Parece que a economia americana pode estar voltando aos níveis normais.

Na quinta-feira, confirmou-se que os pedidos de subsídio de desemprego caíram para níveis anteriores à recessão. A média de quatro semanas de reclamações não tem sido tão baixa desde outubro de 2007 - o declínio econômico global começou em dezembro daquele ano - e analistas esperançosos estão prevendo coisas boas para o próximo relatório de empregos do governo em agosto.

Claro, o número de pedidos de desemprego não é um indicador preciso do crescimento do emprego. Mas cinco por cento menos pessoas entraram com pedido de indenização nos últimos dois meses, despertando esperanças de que isso possa significar que mais pessoas estão empregadas. E mais de um milhão de americanos que receberam subsídios de desemprego no ano passado não os receberam este ano, o que, esperamos, signifique que a maioria deles não precisa mais deles.

A taxa de desemprego, atualmente estagnada em 7, 4% do país, ainda está bem acima dos níveis comuns. Uma economia saudável deve normalmente ver uma taxa de cinco ou seis por cento de desemprego. Em outubro de 2009, enquanto durava a crise econômica, o desemprego era superior a dez por cento, o maior de 26 anos. Uma queda de quase três por cento em quatro anos é uma indicação preliminar de que a economia americana em breve será restaurada à sua antiga glória. Ou, você sabe, normalidade.

Ainda assim, não confie demais nas estatísticas de desemprego sozinho, disse um editorial da CNN nesta semana.

Lembrem-se, os trabalhadores desempregados não são contados como parte da força de trabalho, a menos que estejam procurando ativamente pelo trabalho ... o declínio na taxa de desemprego desde o seu pico tem sido principalmente o resultado de trabalhadores abandonarem - ou não entrarem - a força de trabalho. ... Dado o fraco mercado de trabalho, eles não estão procurando ativamente trabalho e, portanto, não são contados. Se esses trabalhadores desaparecidos estivessem procurando ativamente, a taxa de desemprego seria de 9, 4%.

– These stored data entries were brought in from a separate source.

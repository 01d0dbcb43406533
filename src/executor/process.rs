//! Subprocess seam.
//!
//! Everything the engine does to the host goes through [`ProcessRunner`], so
//! the dispatch logic can be exercised without touching the machine.

use std::path::PathBuf;
use std::process::Stdio;

use async_trait::async_trait;
use tokio::process::Command;
use tracing::{debug, info};

use crate::error::{DispatchError, DispatchResult};

/// Exit code and captured output of a finished process.
#[derive(Debug, Clone, Default, PartialEq, Eq)]
pub struct ProcessOutput {
    /// `-1` when the process was terminated by a signal.
    pub code: i32,
    pub stdout: String,
    pub stderr: String,
}

impl ProcessOutput {
    pub fn success(&self) -> bool {
        self.code == 0
    }

    /// stdout followed by stderr.
    pub fn combined(&self) -> String {
        let mut out = self.stdout.clone();
        if !self.stderr.is_empty() {
            if !out.is_empty() && !out.ends_with('\n') {
                out.push('\n');
            }
            out.push_str(&self.stderr);
        }
        out
    }

    /// What to show the operator when the process failed.
    pub fn failure_detail(&self) -> String {
        if self.stderr.trim().is_empty() {
            format!("exit status {}", self.code)
        } else {
            self.stderr.clone()
        }
    }
}

#[async_trait]
pub trait ProcessRunner: Send + Sync {
    /// Run `argv[0]` with the remaining arguments; waits for exit.
    async fn run(&self, argv: &[&str]) -> std::io::Result<ProcessOutput>;

    /// Run a command line through the shell; waits for exit.
    async fn run_shell(&self, command: &str) -> std::io::Result<ProcessOutput>;
}

/// Run `argv` and turn a spawn error or non-zero exit into an execution error
/// labelled `what`.
pub async fn run_checked(
    runner: &dyn ProcessRunner,
    what: &str,
    argv: &[&str],
) -> DispatchResult<ProcessOutput> {
    let output = runner
        .run(argv)
        .await
        .map_err(|e| DispatchError::execution(what, e.to_string()))?;
    if !output.success() {
        return Err(DispatchError::execution(what, output.failure_detail()));
    }
    Ok(output)
}

/// Runs real processes via Tokio. In dry-run mode nothing is spawned; each
/// invocation is logged and reported as a silent success.
#[derive(Debug, Clone)]
pub struct SystemRunner {
    dry_run: bool,
    shell: PathBuf,
}

impl SystemRunner {
    pub fn new(dry_run: bool) -> Self {
        Self {
            dry_run,
            shell: PathBuf::from("/bin/bash"),
        }
    }

    pub fn is_dry_run(&self) -> bool {
        self.dry_run
    }

    async fn spawn(mut command: Command) -> std::io::Result<ProcessOutput> {
        let output = command
            .stdin(Stdio::null())
            .stdout(Stdio::piped())
            .stderr(Stdio::piped())
            .output()
            .await?;
        Ok(ProcessOutput {
            code: output.status.code().unwrap_or(-1),
            stdout: String::from_utf8_lossy(&output.stdout).into_owned(),
            stderr: String::from_utf8_lossy(&output.stderr).into_owned(),
        })
    }
}

#[async_trait]
impl ProcessRunner for SystemRunner {
    async fn run(&self, argv: &[&str]) -> std::io::Result<ProcessOutput> {
        let Some((program, args)) = argv.split_first() else {
            return Err(std::io::Error::new(
                std::io::ErrorKind::InvalidInput,
                "empty argument vector",
            ));
        };
        if self.dry_run {
            info!(target: "telepwn::process", ?argv, "DRY-RUN run");
            return Ok(ProcessOutput::default());
        }
        debug!(target: "telepwn::process", ?argv, "run");
        let mut command = Command::new(program);
        command.args(args);
        Self::spawn(command).await
    }

    async fn run_shell(&self, command: &str) -> std::io::Result<ProcessOutput> {
        if self.dry_run {
            info!(target: "telepwn::process", %command, "DRY-RUN run_shell");
            return Ok(ProcessOutput::default());
        }
        debug!(target: "telepwn::process", %command, "run_shell");
        let mut cmd = Command::new(&self.shell);
        cmd.arg("-c").arg(command);
        Self::spawn(cmd).await
    }
}
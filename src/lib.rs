#![forbid(unsafe_code)]
#![allow(clippy::missing_errors_doc, clippy::missing_panics_doc)]

//! TelePwn: remote control of an unattended device from a single chat.
//!
//! The crate organizes the daemon into cohesive modules:
//! - `config`: daemon settings (models, loader, schema) and the editable device configuration.
//! - `registry`: durable webhook and schedule tables.
//! - `executor`: process/HTTP seams, device actions and the command dispatcher.
//! - `scheduler`: the background loop firing scheduled tasks.
//! - `sources`: transports (Telegram, console) and the outbound reply path.
//! - `lifecycle`: engine start/stop under the single-instance rule.
//! - `utils`: placeholder interpolation and text helpers.
//!
//! Use `telepwn::prelude::*` to bring commonly used items into scope quickly.

/// Public module: settings and device configuration.
pub mod config;
pub mod confirm;
pub mod error;
/// Public module: execution engine (seams, actions, dispatcher).
pub mod executor;
pub mod lifecycle;
pub mod menu;
pub mod plugins;
pub mod registry;
pub mod scheduler;
/// Public module: transports and the outbox.
pub mod sources;
/// Public module: utilities (interpolation, text).
pub mod utils;

#[cfg(test)]
pub(crate) mod testing;

/// Crate-level constants for consumers that want to inspect package metadata at runtime.
pub const PKG_NAME: &str = env!("CARGO_PKG_NAME");
pub const PKG_VERSION: &str = env!("CARGO_PKG_VERSION");

/// Returns the crate version (e.g., "0.1.0").
#[inline]
pub const fn version() -> &'static str {
    PKG_VERSION
}

fn parse_level(s: &str) -> Option<tracing::Level> {
    use tracing::Level;
    match s.to_lowercase().as_str() {
        "trace" => Some(Level::TRACE),
        "debug" => Some(Level::DEBUG),
        "info" => Some(Level::INFO),
        "warn" | "warning" => Some(Level::WARN),
        "error" => Some(Level::ERROR),
        _ => None,
    }
}

/// Initialize tracing (logging).
/// - `level` wins when given, then the `RUST_LOG` environment variable.
/// - Falls back to `info` level.
///
/// Safe to call multiple times; subsequent calls are no-ops.
pub fn init_tracing(level: Option<&str>) {
    let level = level
        .and_then(parse_level)
        .or_else(|| std::env::var("RUST_LOG").ok().as_deref().and_then(parse_level))
        .unwrap_or(tracing::Level::INFO);

    // Ignore the error if the global subscriber was already set.
    let _ = tracing_subscriber::fmt().with_max_level(level).try_init();
}

/// A convenient set of exports for most consumers.
///
/// Bring this into scope with:
/// `use telepwn::prelude::*;`
pub mod prelude {
    // Common result/error handling
    pub use anyhow::{Context, Error, Result, anyhow, bail, ensure};
    pub use crate::error::{DispatchError, DispatchResult};

    // Serialization
    pub use serde::{Deserialize, Serialize};

    // Tracing macros
    pub use tracing::{debug, error, info, instrument, trace, warn};

    // Timing helpers
    pub use std::time::Duration;
    pub use tokio::time::sleep;

    pub use crate as telepwn;

    // Frequently used internal modules
    pub use crate::{config, executor, lifecycle, registry, sources, utils};
}

#[cfg(test)]
mod tests {
    use super::*;

    #[test]
    fn level_names_parse() {
        assert_eq!(parse_level("WARNING"), Some(tracing::Level::WARN));
        assert_eq!(parse_level("loud"), None);
    }
}
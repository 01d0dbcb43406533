//! Background loop firing scheduled tasks.
//!
//! A [`Scheduler`] is built from one snapshot of the schedule registry and
//! never looks at the registry again; callers stop it and start a new one
//! around every registry change. Each timer is a plain record holding its
//! own action, so firing never depends on shared loop state.

use std::sync::Arc;
use std::time::Duration;

use tokio::task::JoinHandle;
use tokio::time::{Instant, MissedTickBehavior, interval_at};
use tokio_util::sync::CancellationToken;
use tracing::{debug, error, info, warn};

use crate::executor::ActionExecutor;
use crate::registry::schedules::check_interval;
use crate::registry::{ScheduledTask, TaskAction};

#[derive(Debug, Clone, PartialEq, Eq)]
pub struct Timer {
    pub task_id: String,
    pub action: TaskAction,
    pub period: Duration,
    pub next_due: Instant,
}

/// Due-time table rebuilt from a registry snapshot.
#[derive(Debug, Default)]
pub struct TimerTable {
    timers: Vec<Timer>,
}

impl TimerTable {
    /// Arm one timer per task, first due one full period after `now`. Tasks
    /// whose interval is out of range or whose due time cannot be represented
    /// are skipped.
    pub fn build(snapshot: &[(String, ScheduledTask)], now: Instant) -> Self {
        let timers = snapshot
            .iter()
            .filter_map(|(id, task)| {
                let period = task.period();
                let next_due = check_interval(task.interval)
                    .ok()
                    .and_then(|_| now.checked_add(period));
                let Some(next_due) = next_due else {
                    warn!(target: "telepwn::scheduler", task_id = %id, interval = task.interval, "Skipping task with unusable interval");
                    return None;
                };
                Some(Timer {
                    task_id: id.clone(),
                    action: task.action,
                    period,
                    next_due,
                })
            })
            .collect();
        Self { timers }
    }

    /// Actions whose due time has passed, in table order. Each fired timer is
    /// re-armed one period after `now`; one that cannot be re-armed is dropped.
    pub fn fire_due(&mut self, now: Instant) -> Vec<(String, TaskAction)> {
        let mut due = Vec::new();
        self.timers.retain_mut(|timer| {
            if timer.next_due > now {
                return true;
            }
            due.push((timer.task_id.clone(), timer.action));
            match now.checked_add(timer.period) {
                Some(next) => {
                    timer.next_due = next;
                    true
                }
                None => {
                    warn!(target: "telepwn::scheduler", task_id = %timer.task_id, "Timer cannot be re-armed; dropping it");
                    false
                }
            }
        });
        due
    }

    pub fn timers(&self) -> &[Timer] {
        &self.timers
    }

    pub fn len(&self) -> usize {
        self.timers.len()
    }

    pub fn is_empty(&self) -> bool {
        self.timers.is_empty()
    }
}

/// Handle to a running scheduler loop.
pub struct Scheduler {
    cancel: CancellationToken,
    task: JoinHandle<()>,
}

impl Scheduler {
    pub fn start(
        snapshot: Vec<(String, ScheduledTask)>,
        executor: Arc<ActionExecutor>,
        poll: Duration,
    ) -> Self {
        let poll = poll.max(Duration::from_secs(1));
        let start = Instant::now();
        let mut table = TimerTable::build(&snapshot, start);
        info!(target: "telepwn::scheduler", timers = table.len(), poll_secs = poll.as_secs(), "Scheduler started");

        let cancel = CancellationToken::new();
        let token = cancel.clone();
        let task = tokio::spawn(async move {
            let mut ticker = interval_at(start + poll, poll);
            ticker.set_missed_tick_behavior(MissedTickBehavior::Delay);
            loop {
                tokio::select! {
                    biased;
                    _ = token.cancelled() => break,
                    _ = ticker.tick() => {
                        let fired = table.fire_due(Instant::now());
                        if !fired.is_empty() {
                            debug!(target: "telepwn::scheduler", count = fired.len(), "Timers due");
                        }
                        // A stop request waits for these to finish.
                        for (task_id, action) in fired {
                            executor.run_scheduled(&task_id, action).await;
                        }
                    }
                }
            }
            debug!(target: "telepwn::scheduler", "Scheduler loop exited");
        });
        Self { cancel, task }
    }

    /// Stop firing and wait for the loop to exit. An action already running
    /// completes first.
    pub async fn stop(self) {
        self.cancel.cancel();
        if let Err(e) = self.task.await {
            error!(target: "telepwn::scheduler", error = %e, "Scheduler task failed");
        }
        info!(target: "telepwn::scheduler", "Scheduler stopped");
    }
}

#[cfg(test)]
mod tests {
    use super::*;
    use crate::testing::Harness;

    fn task(action: TaskAction, interval: u64) -> ScheduledTask {
        ScheduledTask { action, interval }
    }

    #[tokio::test(start_paused = true)]
    async fn timers_fire_once_per_period() {
        let now = Instant::now();
        let mut table = TimerTable::build(&[("1".into(), task(TaskAction::Backup, 2))], now);
        assert!(table.fire_due(now + Duration::from_secs(7199)).is_empty());
        let fired = table.fire_due(now + Duration::from_secs(7200));
        assert_eq!(fired, vec![("1".to_string(), TaskAction::Backup)]);
        assert!(table.fire_due(now + Duration::from_secs(7300)).is_empty());
    }

    #[tokio::test(start_paused = true)]
    async fn each_timer_keeps_its_own_action() {
        let now = Instant::now();
        let mut table = TimerTable::build(
            &[
                ("1".into(), task(TaskAction::Reboot, 1)),
                ("2".into(), task(TaskAction::Backup, 1)),
            ],
            now,
        );
        let fired = table.fire_due(now + Duration::from_secs(3600));
        assert_eq!(
            fired,
            vec![("1".to_string(), TaskAction::Reboot), ("2".to_string(), TaskAction::Backup)]
        );
    }

    #[tokio::test(start_paused = true)]
    async fn rebuilt_table_drops_removed_tasks() {
        let now = Instant::now();
        let latest = vec![("2".to_string(), task(TaskAction::Backup, 1))];
        let mut table = TimerTable::build(&latest, now);
        let fired = table.fire_due(now + Duration::from_secs(3600));
        assert_eq!(fired, vec![("2".to_string(), TaskAction::Backup)]);
        assert!(table.timers().iter().all(|t| t.task_id != "1"));
    }

    #[tokio::test(start_paused = true)]
    async fn unrepresentable_intervals_are_skipped() {
        let now = Instant::now();
        let mut table = TimerTable::build(
            &[
                ("1".into(), task(TaskAction::Reboot, u64::MAX)),
                ("2".into(), task(TaskAction::Reboot, 0)),
                ("3".into(), task(TaskAction::Backup, 1)),
            ],
            now,
        );
        assert_eq!(table.len(), 1);
        assert_eq!(table.timers()[0].task_id, "3");
        assert_eq!(
            table.fire_due(now + Duration::from_secs(3600)),
            vec![("3".to_string(), TaskAction::Backup)]
        );
    }

    #[tokio::test(start_paused = true)]
    async fn timer_that_cannot_be_rearmed_fires_then_drops() {
        let now = Instant::now();
        let mut table = TimerTable {
            timers: vec![Timer {
                task_id: "1".into(),
                action: TaskAction::Backup,
                period: Duration::MAX,
                next_due: now,
            }],
        };
        assert_eq!(table.fire_due(now), vec![("1".to_string(), TaskAction::Backup)]);
        assert!(table.is_empty());
        assert!(table.fire_due(now + Duration::from_secs(3600)).is_empty());
    }

    #[tokio::test(start_paused = true)]
    async fn hand_edited_huge_interval_does_not_stop_other_timers() {
        let h = Harness::new();
        let scheduler = Scheduler::start(
            vec![
                ("1".into(), task(TaskAction::Backup, u64::MAX)),
                ("2".into(), task(TaskAction::Reboot, 1)),
            ],
            Arc::new(h.executor()),
            Duration::from_secs(60),
        );

        tokio::time::sleep(Duration::from_secs(3630)).await;
        assert_eq!(h.runner.calls(), vec!["sudo reboot"]);
        assert_eq!(h.transport.messages(), vec!["🔄 Scheduled reboot triggered..."]);

        scheduler.stop().await;
    }

    #[tokio::test(start_paused = true)]
    async fn hourly_reboot_fires_exactly_once_per_hour() {
        let h = Harness::new();
        let scheduler = Scheduler::start(
            vec![("1".into(), task(TaskAction::Reboot, 1))],
            Arc::new(h.executor()),
            Duration::from_secs(60),
        );

        tokio::time::sleep(Duration::from_secs(3599)).await;
        assert!(h.transport.messages().is_empty());

        tokio::time::sleep(Duration::from_secs(31)).await;
        assert_eq!(h.transport.messages(), vec!["🔄 Scheduled reboot triggered..."]);
        assert_eq!(h.runner.calls(), vec!["sudo reboot"]);

        tokio::time::sleep(Duration::from_secs(3500)).await;
        assert_eq!(h.runner.calls().len(), 1);

        tokio::time::sleep(Duration::from_secs(100)).await;
        assert_eq!(h.runner.calls().len(), 2);

        scheduler.stop().await;
        tokio::time::sleep(Duration::from_secs(7200)).await;
        assert_eq!(h.runner.calls().len(), 2);
    }
}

Mais más notícias: muitos dos empregos que foram criados nos últimos meses são cargos de meio período e de baixa remuneração. Indústrias profissionais com salários mais altos têm sido mais lentas para recuperar empregos: por exemplo, a produção e a construção perderam empregos desde a última primavera. Ainda assim, de acordo com um estudo privado na terça-feira, a atividade fabril parece estar crescendo - assim como a economia, ainda que lentamente.

O crescimento econômico no último trimestre foi de 2, 5%, embora os analistas esperem que caia para um nível mais lento, mas ainda estável, de 2%.